>>
//! Python bindings for the pretok pretokenizer.
//!
//! This module provides PyO3 wrappers around the core Rust pretokenizer,
//! exposing a Python-friendly API while maintaining Rust performance.
//!
//! # Thread Safety
//!
//! The pretokenizer is immutable and can be shared across Python threads.
//! Batch splitting uses Rayon and releases the GIL while it runs.
//!
//! # Example
//!
//! ```python
//! from pretok import Pretokenizer
//!
//! pretokenizer = Pretokenizer("qwen2")
//! pretokenizer.split(" Hello\n I'm ok  @\n Hel")
//! # [' Hello', '\n', ' I', "'m", ' ok', ' ', ' @\n', ' Hel']
//!
//! # Code point offsets, usable for slicing the original str
//! pretokenizer.spans("é 世界")
//! # [(0, 1), (1, 4)]
//! ```

use pyo3::exceptions::PyValueError;
use pyo3::prelude::*;
use pyo3::types::{PyBytes, PyString};

use crate::core::{BackendKind, PatternFamily, Pretokenizer, PretokenizerError};

fn to_py_err(err: PretokenizerError) -> PyErr {
    PyValueError::new_err(err.to_string())
}

fn to_owned(pieces: Vec<&str>) -> Vec<String> {
    pieces.into_iter().map(str::to_string).collect()
}

/// Build the error for a Python str that holds lone surrogates.
///
/// Such a str cannot be viewed as UTF-8, so it is re-encoded to UTF-16 with
/// surrogates passed through and handed to the UTF-16 boundary, which
/// reports the position of the first unpaired surrogate.
fn encoding_error(inner: &Pretokenizer, text: &Bound<'_, PyString>) -> PyErr {
    let encoded = match text.call_method1("encode", ("utf-16-le", "surrogatepass")) {
        Ok(encoded) => encoded,
        Err(err) => return err,
    };
    let bytes = match encoded.downcast::<PyBytes>() {
        Ok(bytes) => bytes,
        Err(err) => return err.into(),
    };
    let units: Vec<u16> = bytes
        .as_bytes()
        .chunks_exact(2)
        .map(|pair| u16::from_le_bytes([pair[0], pair[1]]))
        .collect();

    match inner.split_utf16(&units) {
        Err(err) => to_py_err(err),
        Ok(_) => PyValueError::new_err("string is not valid Unicode"),
    }
}

/// Python wrapper for the Rust Pretokenizer.
#[pyclass(name = "Pretokenizer", frozen)]
pub struct PyPretokenizer {
    inner: Pretokenizer,
}

impl PyPretokenizer {
    fn with_text<R>(
        &self,
        text: &Bound<'_, PyString>,
        f: impl FnOnce(&str) -> R,
    ) -> PyResult<R> {
        match text.to_cow() {
            Ok(text) => Ok(f(&text)),
            Err(_) => Err(encoding_error(&self.inner, text)),
        }
    }
}

#[pymethods]
impl PyPretokenizer {
    /// Create a pretokenizer for a built-in pattern family.
    ///
    /// Args:
    ///     name: Family or model name ("qwen2", "llama3", "gpt2", "llama-bpe", ...)
    ///     backend: "scanner" (default), "fancy-regex" or "pcre2"
    ///     special_tokens: Optional list of literal tokens kept whole by split_with_special
    #[new]
    #[pyo3(signature = (name="qwen2", backend="scanner", special_tokens=None))]
    fn new(name: &str, backend: &str, special_tokens: Option<Vec<String>>) -> PyResult<Self> {
        let backend: BackendKind = backend.parse().map_err(to_py_err)?;
        let inner = Pretokenizer::from_name(name)
            .and_then(|p| p.with_backend(backend))
            .and_then(|p| p.with_special_tokens(special_tokens.as_deref().unwrap_or(&[])))
            .map_err(to_py_err)?;
        Ok(Self { inner })
    }

    /// Create a pretokenizer from a custom regex pattern.
    ///
    /// Args:
    ///     pattern: Regex with fancy-regex / PCRE2 syntax (lookaround allowed)
    ///     backend: "fancy-regex" (default) or "pcre2"
    ///     special_tokens: Optional list of literal tokens kept whole by split_with_special
    #[staticmethod]
    #[pyo3(signature = (pattern, backend="fancy-regex", special_tokens=None))]
    fn from_pattern(
        pattern: &str,
        backend: &str,
        special_tokens: Option<Vec<String>>,
    ) -> PyResult<Self> {
        let backend: BackendKind = backend.parse().map_err(to_py_err)?;
        let inner = Pretokenizer::from_pattern(pattern)
            .and_then(|p| p.with_backend(backend))
            .and_then(|p| p.with_special_tokens(special_tokens.as_deref().unwrap_or(&[])))
            .map_err(to_py_err)?;
        Ok(Self { inner })
    }

    /// Built-in family name, or None for a custom pattern.
    #[getter]
    fn family(&self) -> Option<&'static str> {
        self.inner.family().map(PatternFamily::name)
    }

    /// Regex source of the grammar.
    #[getter]
    fn pattern(&self) -> &str {
        self.inner.pattern()
    }

    /// Name of the matching backend.
    #[getter]
    fn backend(&self) -> &'static str {
        self.inner.backend().name()
    }

    /// Split text into pretokens.
    ///
    /// Raises:
    ///     ValueError: If the str contains unpaired surrogates
    fn split(&self, text: &Bound<'_, PyString>) -> PyResult<Vec<String>> {
        self.with_text(text, |text| to_owned(self.inner.split(text)))
    }

    /// Split text, keeping registered special tokens whole.
    fn split_with_special(&self, text: &Bound<'_, PyString>) -> PyResult<Vec<String>> {
        self.with_text(text, |text| to_owned(self.inner.split_with_special(text)))
    }

    /// Split UTF-8 encoded bytes.
    ///
    /// Raises:
    ///     ValueError: If the bytes are not valid UTF-8
    fn split_bytes(&self, data: &[u8]) -> PyResult<Vec<String>> {
        self.inner
            .split_bytes(data)
            .map(to_owned)
            .map_err(to_py_err)
    }

    /// Pretoken boundaries as (start, end) code point offsets.
    fn spans(&self, text: &Bound<'_, PyString>) -> PyResult<Vec<(usize, usize)>> {
        self.with_text(text, |text| {
            self.inner
                .split_char_spans(text)
                .into_iter()
                .map(|span| (span.start, span.end))
                .collect()
        })
    }

    /// Split many texts in parallel with the GIL released.
    fn split_batch(&self, py: Python<'_>, texts: Vec<String>) -> Vec<Vec<String>> {
        py.allow_threads(|| {
            self.inner
                .split_batch(&texts)
                .into_iter()
                .map(to_owned)
                .collect()
        })
    }

    fn __repr__(&self) -> String {
        match self.inner.family() {
            Some(family) => format!(
                "Pretokenizer(name='{}', backend='{}')",
                family,
                self.inner.backend()
            ),
            None => format!(
                "Pretokenizer.from_pattern({:?}, backend='{}')",
                self.inner.pattern(),
                self.inner.backend()
            ),
        }
    }
}

/// Split text with the qwen2 grammar.
#[pyfunction]
pub fn split(text: &Bound<'_, PyString>) -> PyResult<Vec<String>> {
    match text.to_cow() {
        Ok(text) => Ok(to_owned(crate::core::split(&text))),
        Err(_) => Err(encoding_error(&Pretokenizer::default(), text)),
    }
}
<<
- **Required work**:
Count the lines in the records above that hold the word "signature", and give only that number.

- **Your solution**:
2